Current contents of Newcom Tavern pertain strictly to the earliest days of Dayton, without the items from later periods that were displayed at the Monument Avenue location.
We see a set of antlers, possibly from one of the deer shot by Robert Edgar during his daybreak vigils at the Miami river. A rocker and a cradle came up the river with the Thompson family, from whom the Wright brothers were descended. Among other interesting furniture are Colonel Newcom’s favorite chair, a rope bed typical of the period, a spinning wheel, and the long table which served in the tavern dining room. Pewter, odds and ends of dishes, brooms, stone jugs, a bullet mold, a corn grinder and a coffee mill are among the artifacts. An item of special curiosity is a sand box dating from the time the cabin was used as a school. The box wasn’t for play, however; pupils, lacking paper, inscribed their lessons in the smooth sand, and “erased” them after the schoolmaster’s inspection.
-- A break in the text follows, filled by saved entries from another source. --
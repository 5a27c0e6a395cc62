//! Multi-threaded executor over one coarse-grained lock
//!
//! Work is strided: worker `t` of `T` handles positions `t, t+T, t+2T, ...`
//! so every worker draws from across the whole sequence rather than owning
//! a contiguous range. Workers share a `LockedList`; the lock is taken for
//! each single operation and released before the next value is drawn.
//!
//! Workers run as scoped threads borrowing the list and the sequence, so
//! nothing they capture outlives the call even if a spawn fails midway.

use std::thread;
use std::time::Instant;

use tracing::debug;

use super::counters::OperationCounts;
use super::seed::worker_seed;
use super::target::ListTarget;
use super::trial::{ExecutorKind, TrialResult};
use crate::list::LockedList;
use crate::utils::{BenchmarkError, Result};
use crate::workload::{OperationSequence, MAX_RANDOM_VALUE};

/// Result from a worker thread
#[derive(Debug)]
pub struct WorkerResult {
    /// Worker ID
    pub worker_id: usize,
    /// Outcome tallies for this worker's positions
    pub counts: OperationCounts,
}

/// One worker's share of a trial
struct ListWorker {
    id: usize,
    stride: usize,
    /// Thread-local RNG, seeded once
    rng: fastrand::Rng,
}

impl ListWorker {
    fn new(id: usize, stride: usize, seed: u64) -> Self {
        Self {
            id,
            stride,
            rng: fastrand::Rng::with_seed(seed),
        }
    }

    /// Main worker loop
    fn run(mut self, list: &LockedList<u32>, sequence: &OperationSequence) -> WorkerResult {
        let mut target = list;
        let mut counts = OperationCounts::new();

        for tag in sequence.strided(self.id, self.stride) {
            let value = self.rng.u32(0..=MAX_RANDOM_VALUE);
            let outcome = target.apply(tag, value);
            counts.record(tag, outcome);
        }

        WorkerResult {
            worker_id: self.id,
            counts,
        }
    }
}

/// Coarse-grained lock executor
pub struct ConcurrentExecutor {
    threads: usize,
    seed: u64,
}

impl ConcurrentExecutor {
    /// Create an executor with `threads` workers (must be at least 1)
    pub fn new(threads: usize, seed: u64) -> Result<Self> {
        if threads == 0 {
            return Err(BenchmarkError::Config(
                "Concurrent executor needs at least one thread".to_string(),
            ));
        }
        Ok(Self { threads, seed })
    }

    /// Run the sequence across all workers and time it
    ///
    /// Timing starts just before the first worker is spawned and stops after
    /// the last one has been joined.
    pub fn run(&self, list: &LockedList<u32>, sequence: &OperationSequence) -> Result<TrialResult> {
        let threads = self.threads;

        let start = Instant::now();
        let results = thread::scope(|s| -> Result<Vec<WorkerResult>> {
            let mut handles = Vec::with_capacity(threads);

            for worker_id in 0..threads {
                let seed = worker_seed(self.seed, worker_id);
                let handle = thread::Builder::new()
                    .name(format!("list-worker-{}", worker_id))
                    .spawn_scoped(s, move || {
                        ListWorker::new(worker_id, threads, seed).run(list, sequence)
                    })?;
                handles.push(handle);
            }

            handles
                .into_iter()
                .enumerate()
                .map(|(worker_id, h)| {
                    h.join().map_err(|_| {
                        BenchmarkError::Worker(format!("worker {} panicked", worker_id))
                    })
                })
                .collect()
        })?;
        let elapsed = start.elapsed();

        let mut counts = OperationCounts::new();
        for result in &results {
            debug!(
                "Worker {}: {} ops ({} inserts, {} deletes applied)",
                result.worker_id,
                result.counts.total(),
                result.counts.inserts_applied,
                result.counts.deletes_applied
            );
            counts.merge(&result.counts);
        }

        debug!(
            "Mutex pass: {} ops on {} threads in {:.6}s",
            counts.total(),
            threads,
            elapsed.as_secs_f64()
        );

        Ok(TrialResult {
            executor: ExecutorKind::Mutex,
            threads,
            elapsed,
            counts,
        })
    }
}

#[cfg(test)]
mod tests {
    use super::*;
    use crate::benchmark::serial::SerialExecutor;
    use crate::list::SortedList;
    use crate::workload::{OperationTag, WorkloadProfile};

    #[test]
    fn test_zero_threads_rejected() {
        assert!(ConcurrentExecutor::new(0, 1).is_err());
        assert!(ConcurrentExecutor::new(3, 1).is_ok());
    }

    #[test]
    fn test_end_to_end_case_two() {
        let mut rng = fastrand::Rng::with_seed(2024);
        let seq = OperationSequence::generate(10_000, &WorkloadProfile::moderate_write(), &mut rng);
        let list = LockedList::new(SortedList::populated(1000));

        let result = ConcurrentExecutor::new(4, 0).unwrap().run(&list, &seq).unwrap();

        assert_eq!(result.executor, ExecutorKind::Mutex);
        assert_eq!(result.threads, 4);
        assert!(result.elapsed_secs() >= 0.0);
        assert_eq!(result.counts.total(), seq.len() as u64);

        let list = list.into_inner();
        assert!(list.first_order_violation().is_none());
        assert_eq!(list.len() as i64, 1000 + result.counts.net_growth());
    }

    #[test]
    fn test_each_position_processed_once() {
        let mut rng = fastrand::Rng::with_seed(8);
        let seq = OperationSequence::generate(997, &WorkloadProfile::write_heavy(), &mut rng);
        let list = LockedList::new(SortedList::populated(100));

        let result = ConcurrentExecutor::new(7, 3).unwrap().run(&list, &seq).unwrap();

        let expected = seq.tag_counts();
        for tag in OperationTag::ALL {
            assert_eq!(result.counts.total_for(tag), expected[tag.index()] as u64);
        }
    }

    #[test]
    fn test_more_threads_than_operations() {
        let insert_only = WorkloadProfile::new("insert-only", 0.0, 1.0, 0.0);
        let seq = OperationSequence::generate(3, &insert_only, &mut fastrand::Rng::with_seed(5));
        assert_eq!(seq.tag_counts(), [0, 3, 0]);
        let list = LockedList::new(SortedList::new());

        let result = ConcurrentExecutor::new(8, 5).unwrap().run(&list, &seq).unwrap();

        assert_eq!(result.counts.total(), 3);
        assert!(list.into_inner().len() <= 3);
    }

    #[test]
    fn test_single_thread_matches_serial() {
        // One worker with the same seed draws the same value stream as the serial executor
        let seq = OperationSequence::generate(
            5000,
            &WorkloadProfile::write_heavy(),
            &mut fastrand::Rng::with_seed(77),
        );

        let mut serial_list = SortedList::populated(500);
        let serial = SerialExecutor::new(31).run(&mut serial_list, &seq);

        let locked = LockedList::new(SortedList::populated(500));
        let concurrent = ConcurrentExecutor::new(1, 31).unwrap().run(&locked, &seq).unwrap();

        assert_eq!(serial.counts, concurrent.counts);
        assert!(serial_list.iter().eq(locked.into_inner().iter()));
    }

    #[test]
    fn test_disjoint_inserts_match_serial_reference() {
        let threads = 4usize;
        let per_thread = 250u32;
        let list = LockedList::new(SortedList::new());

        // Each worker inserts its own interleaved range, sharing one lock
        thread::scope(|s| {
            for t in 0..threads as u32 {
                let list = &list;
                s.spawn(move || {
                    let mut target = list;
                    for i in 0..per_thread {
                        assert!(target.apply(OperationTag::Insert, i * threads as u32 + t));
                    }
                });
            }
        });

        let mut reference = SortedList::new();
        for t in 0..threads as u32 {
            for i in 0..per_thread {
                reference.insert(i * threads as u32 + t);
            }
        }

        let list = list.into_inner();
        assert!(list.first_order_violation().is_none());
        assert_eq!(list.len(), threads * per_thread as usize);
        assert!(list.iter().eq(reference.iter()));
    }
}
For the two-mile trailer trip from Monument Avenue to Carillon Park, the roof of the Tavern was removed so the structure would pass under power lines. The sides were braced with stout timbers and steel framing, and a number of termite-weakened logs were replaced. Fortunately, some weathered but sturdy logs were found in an old barn, so all of the structure retains the 1796 appearance. All in all, it was a touchy job of moving—likened by one observer to “holding a house of cards in one hand while dodging under low doorways.”
Tavern is reassembled at Carillon Park next to the stone pioneer house. Rude log houses were typical of earliest frontier construction, although stone was often used in areas where it was plentiful. Chimney design of Carillon Park’s stone house, seen in background of the photograph, shows influence of the Moravians, a religious sect that came to Ohio from North Carolina, Pennsylvania and Georgia in the early 1800s.
The Tavern is seen on its new site just after restoration.
Robert Edgar, like most pioneer builders, used a wide range of woods—whatever was available in the surrounding forest. Ash, hickory, walnut, beech, elm, oak, sycamore—all these are identifiable in the Tavern. The large fireplace is lined with limestone and faced with rubble stone from the river. The logs rest upon one another at the mortised corners, without attachment, although wooden pegs can be seen in mortised interior beams. Perhaps the most interesting feature of the structure is the stick and mortar chimney, typical of early houses in regions where stone was scarce and costly. Stone was plentiful by the Miami, but Edgar, no doubt handier with the adz than the trowel, stuck to the easier, faster method.